Goal of the exercise: Return each record exactly as it appears, so that nothing is dropped or altered.

== == ==

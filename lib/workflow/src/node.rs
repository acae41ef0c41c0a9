//! Workflow node types and configurations.
//!
//! Nodes are the building blocks of workflows. Each node has:
//! - A unique ID within the workflow
//! - A kind from a closed set of internal tags
//! - A canvas position and display title/subtitle
//! - An opaque configuration mapping

use serde::{Deserialize, Serialize};
use serde_json::Value as JsonValue;
use std::collections::BTreeMap;
use std::fmt;

/// Reserved configuration key holding the original foreign type string for
/// nodes imported as [`NodeKind::Custom`]. Kept so no information is silently
/// dropped when no specific mapping exists.
pub const ORIGINAL_TYPE_KEY: &str = "original_type";

/// A unique identifier for a node within a workflow.
///
/// String-backed rather than ULID-backed: nodes imported from a foreign
/// document keep their original identifier byte-for-byte.
#[derive(
    Debug, Clone, PartialEq, Eq, Hash, PartialOrd, Ord, Serialize, Deserialize,
)]
#[serde(transparent)]
pub struct NodeId(String);

impl NodeId {
    /// Creates a node ID from any string-like value.
    #[must_use]
    pub fn new(id: impl Into<String>) -> Self {
        Self(id.into())
    }

    /// Returns the identifier as a string slice.
    #[must_use]
    pub fn as_str(&self) -> &str {
        &self.0
    }
}

impl fmt::Display for NodeId {
    fn fmt(&self, f: &mut fmt::Formatter<'_>) -> fmt::Result {
        write!(f, "{}", self.0)
    }
}

impl From<&str> for NodeId {
    fn from(id: &str) -> Self {
        Self(id.to_string())
    }
}

impl From<String> for NodeId {
    fn from(id: String) -> Self {
        Self(id)
    }
}

/// The kind of a workflow node.
///
/// This is the closed set of internal tags; foreign node types without a
/// specific mapping become [`NodeKind::Custom`].
#[derive(Debug, Clone, Copy, PartialEq, Eq, Hash, Serialize, Deserialize)]
#[serde(rename_all = "snake_case")]
pub enum NodeKind {
    /// Entry points that initiate workflow execution (schedule, manual, cron).
    Trigger,
    /// HTTP webhook entry point.
    Webhook,
    /// AI agent execution loop.
    Agent,
    /// Single-shot chat/completion model call.
    ChatModel,
    /// A tool attached to an agent.
    Tool,
    /// Outbound HTTP request.
    HttpRequest,
    /// Inline code block.
    Code,
    /// Catch-all for foreign node types with no specific internal mapping.
    Custom,
}

impl NodeKind {
    /// Configuration keys that must be present and non-empty before a node
    /// of this kind counts as configured.
    #[must_use]
    pub fn required_config(self) -> &'static [&'static str] {
        match self {
            Self::HttpRequest => &["url"],
            Self::ChatModel => &["model"],
            Self::Code => &["code"],
            Self::Trigger
            | Self::Webhook
            | Self::Agent
            | Self::Tool
            | Self::Custom => &[],
        }
    }

    /// Human-readable label for this kind.
    #[must_use]
    pub fn label(self) -> &'static str {
        match self {
            Self::Trigger => "Trigger",
            Self::Webhook => "Webhook",
            Self::Agent => "Agent",
            Self::ChatModel => "Chat Model",
            Self::Tool => "Tool",
            Self::HttpRequest => "HTTP Request",
            Self::Code => "Code",
            Self::Custom => "Custom",
        }
    }
}

/// A canvas position for a node.
#[derive(Debug, Clone, Copy, PartialEq, Default, Serialize, Deserialize)]
pub struct Position {
    pub x: f64,
    pub y: f64,
}

impl Position {
    /// Creates a position from coordinates.
    #[must_use]
    pub const fn new(x: f64, y: f64) -> Self {
        Self { x, y }
    }
}

/// A workflow node.
#[derive(Debug, Clone, PartialEq, Serialize, Deserialize)]
pub struct Node {
    /// Unique identifier for this node within the workflow.
    pub id: NodeId,
    /// The internal node kind.
    pub kind: NodeKind,
    /// Canvas position.
    pub position: Position,
    /// Display title.
    pub title: String,
    /// Display subtitle, if any.
    #[serde(skip_serializing_if = "Option::is_none")]
    pub subtitle: Option<String>,
    /// Opaque configuration mapping.
    #[serde(default)]
    pub config: BTreeMap<String, JsonValue>,
    /// Whether the configuration required by this node's kind is present.
    pub configured: bool,
}

impl Node {
    /// Creates a new node with an empty configuration.
    #[must_use]
    pub fn new(id: impl Into<NodeId>, kind: NodeKind, title: impl Into<String>) -> Self {
        let config = BTreeMap::new();
        let configured = Self::config_satisfies(kind, &config);
        Self {
            id: id.into(),
            kind,
            position: Position::default(),
            title: title.into(),
            subtitle: None,
            config,
            configured,
        }
    }

    /// Sets the canvas position.
    #[must_use]
    pub fn at(mut self, position: Position) -> Self {
        self.position = position;
        self
    }

    /// Sets the subtitle.
    #[must_use]
    pub fn with_subtitle(mut self, subtitle: impl Into<String>) -> Self {
        self.subtitle = Some(subtitle.into());
        self
    }

    /// Sets a configuration entry and refreshes the configured flag.
    #[must_use]
    pub fn with_config(mut self, key: impl Into<String>, value: JsonValue) -> Self {
        self.config.insert(key.into(), value);
        self.configured = Self::config_satisfies(self.kind, &self.config);
        self
    }

    /// Recomputes the configured flag from the current configuration.
    pub fn refresh_configured(&mut self) {
        self.configured = Self::config_satisfies(self.kind, &self.config);
    }

    /// Whether a configuration mapping satisfies the requirements of a kind.
    ///
    /// A required key counts as satisfied only when present and non-empty:
    /// null values and empty strings do not count.
    #[must_use]
    pub fn config_satisfies(kind: NodeKind, config: &BTreeMap<String, JsonValue>) -> bool {
        kind.required_config().iter().all(|key| match config.get(*key) {
            Some(JsonValue::String(s)) => !s.is_empty(),
            Some(JsonValue::Null) | None => false,
            Some(_) => true,
        })
    }
}

#[cfg(test)]
mod tests {
    use super::*;
    use serde_json::json;

    #[test]
    fn node_id_preserves_string() {
        let id = NodeId::new("webhook-1");
        assert_eq!(id.as_str(), "webhook-1");
        assert_eq!(id.to_string(), "webhook-1");
    }

    #[test]
    fn trigger_node_needs_no_config() {
        let node = Node::new("t1", NodeKind::Trigger, "Daily Schedule");
        assert!(node.configured);
    }

    #[test]
    fn http_node_requires_url() {
        let node = Node::new("h1", NodeKind::HttpRequest, "Fetch");
        assert!(!node.configured);

        let node = node.with_config("url", json!("https://example.com/api"));
        assert!(node.configured);
    }

    #[test]
    fn empty_string_does_not_satisfy_requirement() {
        let node = Node::new("c1", NodeKind::ChatModel, "Chat")
            .with_config("model", json!(""));
        assert!(!node.configured);
    }

    #[test]
    fn null_does_not_satisfy_requirement() {
        let node =
            Node::new("c1", NodeKind::Code, "Script").with_config("code", JsonValue::Null);
        assert!(!node.configured);
    }

    #[test]
    fn refresh_configured_tracks_mutation() {
        let mut node = Node::new("h1", NodeKind::HttpRequest, "Fetch");
        node.config
            .insert("url".to_string(), json!("https://example.com"));
        assert!(!node.configured);
        node.refresh_configured();
        assert!(node.configured);
    }

    #[test]
    fn node_serde_roundtrip() {
        let node = Node::new("n1", NodeKind::Webhook, "Inbound Hook")
            .at(Position::new(120.0, 40.0))
            .with_subtitle("webhook")
            .with_config("path", json!("/hooks/inbound"));
        let json = serde_json::to_string(&node).expect("serialize");
        let parsed: Node = serde_json::from_str(&json).expect("deserialize");
        assert_eq!(node, parsed);
    }
}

== == ==

Finished exercise:
filename lib/workflow/src/node.rs
repository acae41ef0c41c0a9
//! Workflow node types and configurations.
//!
//! Nodes are the building blocks of workflows. Each node has:
//! - A unique ID within the workflow
//! - A kind from a closed set of internal tags
//! - A canvas position and display title/subtitle
//! - An opaque configuration mapping

use serde::{Deserialize, Serialize};
use serde_json::Value as JsonValue;
use std::collections::BTreeMap;
use std::fmt;

/// Reserved configuration key holding the original foreign type string for
/// nodes imported as [`NodeKind::Custom`]. Kept so no information is silently
/// dropped when no specific mapping exists.
pub const ORIGINAL_TYPE_KEY: &str = "original_type";

/// A unique identifier for a node within a workflow.
///
/// String-backed rather than ULID-backed: nodes imported from a foreign
/// document keep their original identifier byte-for-byte.
#[derive(
    Debug, Clone, PartialEq, Eq, Hash, PartialOrd, Ord, Serialize, Deserialize,
)]
#[serde(transparent)]
pub struct NodeId(String);

impl NodeId {
    /// Creates a node ID from any string-like value.
    #[must_use]
    pub fn new(id: impl Into<String>) -> Self {
        Self(id.into())
    }

    /// Returns the identifier as a string slice.
    #[must_use]
    pub fn as_str(&self) -> &str {
        &self.0
    }
}

impl fmt::Display for NodeId {
    fn fmt(&self, f: &mut fmt::Formatter<'_>) -> fmt::Result {
        write!(f, "{}", self.0)
    }
}

impl From<&str> for NodeId {
    fn from(id: &str) -> Self {
        Self(id.to_string())
    }
}

impl From<String> for NodeId {
    fn from(id: String) -> Self {
        Self(id)
    }
}

/// The kind of a workflow node.
///
/// This is the closed set of internal tags; foreign node types without a
/// specific mapping become [`NodeKind::Custom`].
#[derive(Debug, Clone, Copy, PartialEq, Eq, Hash, Serialize, Deserialize)]
#[serde(rename_all = "snake_case")]
pub enum NodeKind {
    /// Entry points that initiate workflow execution (schedule, manual, cron).
    Trigger,
    /// HTTP webhook entry point.
    Webhook,
    /// AI agent execution loop.
    Agent,
    /// Single-shot chat/completion model call.
    ChatModel,
    /// A tool attached to an agent.
    Tool,
    /// Outbound HTTP request.
    HttpRequest,
    /// Inline code block.
    Code,
    /// Catch-all for foreign node types with no specific internal mapping.
    Custom,
}

impl NodeKind {
    /// Configuration keys that must be present and non-empty before a node
    /// of this kind counts as configured.
    #[must_use]
    pub fn required_config(self) -> &'static [&'static str] {
        match self {
            Self::HttpRequest => &["url"],
            Self::ChatModel => &["model"],
            Self::Code => &["code"],
            Self::Trigger
            | Self::Webhook
            | Self::Agent
            | Self::Tool
            | Self::Custom => &[],
        }
    }

    /// Human-readable label for this kind.
    #[must_use]
    pub fn label(self) -> &'static str {
        match self {
            Self::Trigger => "Trigger",
            Self::Webhook => "Webhook",
            Self::Agent => "Agent",
            Self::ChatModel => "Chat Model",
            Self::Tool => "Tool",
            Self::HttpRequest => "HTTP Request",
            Self::Code => "Code",
            Self::Custom => "Custom",
        }
    }
}

/// A canvas position for a node.
#[derive(Debug, Clone, Copy, PartialEq, Default, Serialize, Deserialize)]
pub struct Position {
    pub x: f64,
    pub y: f64,
}

impl Position {
    /// Creates a position from coordinates.
    #[must_use]
    pub const fn new(x: f64, y: f64) -> Self {
        Self { x, y }
    }
}

/// A workflow node.
#[derive(Debug, Clone, PartialEq, Serialize, Deserialize)]
pub struct Node {
    /// Unique identifier for this node within the workflow.
    pub id: NodeId,
    /// The internal node kind.
    pub kind: NodeKind,
    /// Canvas position.
    pub position: Position,
    /// Display title.
    pub title: String,
    /// Display subtitle, if any.
    #[serde(skip_serializing_if = "Option::is_none")]
    pub subtitle: Option<String>,
    /// Opaque configuration mapping.
    #[serde(default)]
    pub config: BTreeMap<String, JsonValue>,
    /// Whether the configuration required by this node's kind is present.
    pub configured: bool,
}

impl Node {
    /// Creates a new node with an empty configuration.
    #[must_use]
    pub fn new(id: impl Into<NodeId>, kind: NodeKind, title: impl Into<String>) -> Self {
        let config = BTreeMap::new();
        let configured = Self::config_satisfies(kind, &config);
        Self {
            id: id.into(),
            kind,
            position: Position::default(),
            title: title.into(),
            subtitle: None,
            config,
            configured,
        }
    }

    /// Sets the canvas position.
    #[must_use]
    pub fn at(mut self, position: Position) -> Self {
        self.position = position;
        self
    }

    /// Sets the subtitle.
    #[must_use]
    pub fn with_subtitle(mut self, subtitle: impl Into<String>) -> Self {
        self.subtitle = Some(subtitle.into());
        self
    }

    /// Sets a configuration entry and refreshes the configured flag.
    #[must_use]
    pub fn with_config(mut self, key: impl Into<String>, value: JsonValue) -> Self {
        self.config.insert(key.into(), value);
        self.configured = Self::config_satisfies(self.kind, &self.config);
        self
    }

    /// Recomputes the configured flag from the current configuration.
    pub fn refresh_configured(&mut self) {
        self.configured = Self::config_satisfies(self.kind, &self.config);
    }

    /// Whether a configuration mapping satisfies the requirements of a kind.
    ///
    /// A required key counts as satisfied only when present and non-empty:
    /// null values and empty strings do not count.
    #[must_use]
    pub fn config_satisfies(kind: NodeKind, config: &BTreeMap<String, JsonValue>) -> bool {
        kind.required_config().iter().all(|key| match config.get(*key) {
            Some(JsonValue::String(s)) => !s.is_empty(),
            Some(JsonValue::Null) | None => false,
            Some(_) => true,
        })
    }
}

#[cfg(test)]
mod tests {
    use super::*;
    use serde_json::json;

    #[test]
    fn node_id_preserves_string() {
        let id = NodeId::new("webhook-1");
        assert_eq!(id.as_str(), "webhook-1");
        assert_eq!(id.to_string(), "webhook-1");
    }

    #[test]
    fn trigger_node_needs_no_config() {
        let node = Node::new("t1", NodeKind::Trigger, "Daily Schedule");
        assert!(node.configured);
    }

    #[test]
    fn http_node_requires_url() {
        let node = Node::new("h1", NodeKind::HttpRequest, "Fetch");
        assert!(!node.configured);

        let node = node.with_config("url", json!("https://example.com/api"));
        assert!(node.configured);
    }

    #[test]
    fn empty_string_does_not_satisfy_requirement() {
        let node = Node::new("c1", NodeKind::ChatModel, "Chat")
            .with_config("model", json!(""));
        assert!(!node.configured);
    }

    #[test]
    fn null_does_not_satisfy_requirement() {
        let node =
            Node::new("c1", NodeKind::Code, "Script").with_config("code", JsonValue::Null);
        assert!(!node.configured);
    }

    #[test]
    fn refresh_configured_tracks_mutation() {
        let mut node = Node::new("h1", NodeKind::HttpRequest, "Fetch");
        node.config
            .insert("url".to_string(), json!("https://example.com"));
        assert!(!node.configured);
        node.refresh_configured();
        assert!(node.configured);
    }

    #[test]
    fn node_serde_roundtrip() {
        let node = Node::new("n1", NodeKind::Webhook, "Inbound Hook")
            .at(Position::new(120.0, 40.0))
            .with_subtitle("webhook")
            .with_config("path", json!("/hooks/inbound"));
        let json = serde_json::to_string(&node).expect("serialize");
        let parsed: Node = serde_json::from_str(&json).expect("deserialize");
        assert_eq!(node, parsed);
    }
}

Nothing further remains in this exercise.